La fobia social comienza, en la mayoría de casos, a una edad temprana que coincide con el inicio del consumo de tabaco (Sonntag, Wittchen, Höfl er, Kessler y Stein, 2000) y alcohol (Zimmermann et al., 2003). Por otra parte, la evidencia empírica ha demostrado que la fobia social es un predictor signifi cativo del consumo de tabaco (Sonntag et al., 2000; Wittchen, Stein y Kessler, 1999) y de alcohol (Weiller, Bisserbe, Boyer, Lepine y Lecrubier, 1996; Zimmermann et al., 2003), y ha hallado un elevado número de sujetos con fobia social que presentan un consumo abusivo de tabaco (O’Callaghan y Doyle, 2001; Sonntag et al., 2000; Wittchen et al., 1999) y alcohol (Clark, Bukstein, Smith y Kaczynski, 1995; Essau, Conradt y Petermann, 1999; Rabe-Jablonska, Dietrich-Muszalska y Gmitrowicz, 2004; Zimmermann et al., 2003). Finalmente, los jóvenes diagnosticados como fóbicos sociales describen el consumo de estas sustancias como una conducta de escape que compensa su elevado grado de ansiedad en situaciones interpersonales (Sonntag et al., 2000).

Por otra parte, las relaciones con los iguales también pueden influir de forma positiva en la aparición de conductas prosociales (Wentzel, Barry y Caldwell, 2004). Así, los adolescentes prosociales tienen una mayor facilidad para la adquisición de hábitos y estilos de vida saludable (Rodrigo et al., 2004), por lo que tienen menos riesgo de consumo de drogas. Así, diversas investigaciones han puesto de manifiesto que los adolescentes prosociales, asertivos y socialmente habilidosos, en comparación con los estudiantes antisociales, son menos proclives a manifestar conductas de riesgo para la salud, tales como el consumo de drogas legales e ilegales (Inglés et al., 2007; La Greca, Prinstein y Fetter, 2001; Martínez-González et al., 2003; Sussman et al., 2004), por lo que se espera que las puntuaciones en conducta prosocial no se relacionen significativamente ni constituyan un factor predictivo del consumo de tabaco y alcohol en la adolescencia.

Conclusión

Así pues, dentro del marco de las relaciones sociales, tanto la conducta agresiva (Ollendick, Weist, Borden y Greene, 1992) como la conducta prosocial (Wentzel, Barry y Caldwell, 2004) tienen un papel clave en el bienestar físico y psicológico de los adolescentes.
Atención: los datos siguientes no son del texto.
use std::fmt;
use std::str::FromStr;

use chrono::{DateTime, Duration, Utc};
use serde::{Deserialize, Serialize};
use uuid::Uuid;

use crate::ids::FamilyId;

/// A member last seen within this window is reported as away rather than offline.
pub const AWAY_WINDOW_MINUTES: i64 = 15;

#[derive(Debug, Clone, Copy, PartialEq, Eq, Serialize, Deserialize)]
#[serde(rename_all = "lowercase")]
pub enum Role {
    Admin,
    Child,
}

impl Role {
    pub fn as_str(&self) -> &'static str {
        match self {
            Self::Admin => "admin",
            Self::Child => "child",
        }
    }
}

impl FromStr for Role {
    type Err = String;

    fn from_str(s: &str) -> Result<Self, Self::Err> {
        match s {
            "admin" => Ok(Self::Admin),
            "child" => Ok(Self::Child),
            other => Err(format!("unknown role: {}", other)),
        }
    }
}

/// The authenticated caller, resolved from the session token on every
/// request and on every socket handshake.
#[derive(Debug, Clone)]
pub struct SessionUser {
    pub id: Uuid,
    pub name: String,
    pub role: Role,
    pub family_id: Option<FamilyId>,
    pub parent_id: Option<Uuid>,
}

#[derive(Debug, Clone, Copy, PartialEq, Eq, Serialize, Deserialize)]
#[serde(rename_all = "lowercase")]
pub enum PresenceStatus {
    Online,
    Away,
    Offline,
}

impl PresenceStatus {
    /// Classify stored presence fields at read time. "Away" is never stored.
    pub fn classify(is_online: bool, last_seen: Option<DateTime<Utc>>, now: DateTime<Utc>) -> Self {
        if is_online {
            return Self::Online;
        }
        match last_seen {
            Some(seen) if seen > now - Duration::minutes(AWAY_WINDOW_MINUTES) => Self::Away,
            _ => Self::Offline,
        }
    }
}

#[derive(Debug, Clone, Copy, PartialEq, Eq, Serialize, Deserialize)]
#[serde(rename_all = "lowercase")]
pub enum AlertStatus {
    Active,
    Resolved,
}

impl AlertStatus {
    pub fn as_str(&self) -> &'static str {
        match self {
            Self::Active => "active",
            Self::Resolved => "resolved",
        }
    }
}

impl FromStr for AlertStatus {
    type Err = String;

    fn from_str(s: &str) -> Result<Self, Self::Err> {
        match s {
            "active" => Ok(Self::Active),
            "resolved" => Ok(Self::Resolved),
            other => Err(format!("unknown alert status: {}", other)),
        }
    }
}

impl fmt::Display for AlertStatus {
    fn fmt(&self, f: &mut fmt::Formatter<'_>) -> fmt::Result {
        f.write_str(self.as_str())
    }
}

#[derive(Debug, Clone, Copy, PartialEq, Serialize, Deserialize)]
pub struct GeoPoint {
    pub lat: f64,
    pub lng: f64,
}

impl GeoPoint {
    pub fn maps_link(&self) -> String {
        format!("https://www.google.com/maps?q={},{}", self.lat, self.lng)
    }
}

/// Share of the total vote held by one option, in percent. Zero when nobody voted.
pub fn vote_percentage(option_votes: usize, total_votes: usize) -> f64 {
    if total_votes == 0 {
        return 0.0;
    }
    option_votes as f64 * 100.0 / total_votes as f64
}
Se ha constatado que la conducta prosocial es un fuerte predictor de la popularidad, mientras que la conducta antisocial es un fuerte predictor del rechazo sociométrico (Coie, Dodge y Kupersmidt, 1990; Markiewicz, Doyle y Brendgen, 2001; Jiménez, 2003). Los niños y los adolescentes populares o aceptados por sus iguales reciben más refuerzo social, lo que lleva a su adaptación, no solo en áreas sociales, sino también en las personales y escolares (Chen, 2006).

Del mismo modo, la conducta prosocial actúa como protector de situaciones de riesgo físico, previniendo la aparición de acciones arriesgadas para la salud, como el consumo de sustancias o las conductas de evitación hacia la ingesta de alimentos. Tanto las conductas adictivas como de control extremo de la ingesta calórica suponen graves prejuicios en el sistema nervioso central y en el sistema inmunológico, acarreando problemas físicos importantes como el cansancio, la debilidad, etc. Del mismo modo, la conducta prosocial aprendida de los iguales supone un soporte vital para la prevención de trastornos psíquicos como la ansiedad, depresión o los trastornos de la alimentación.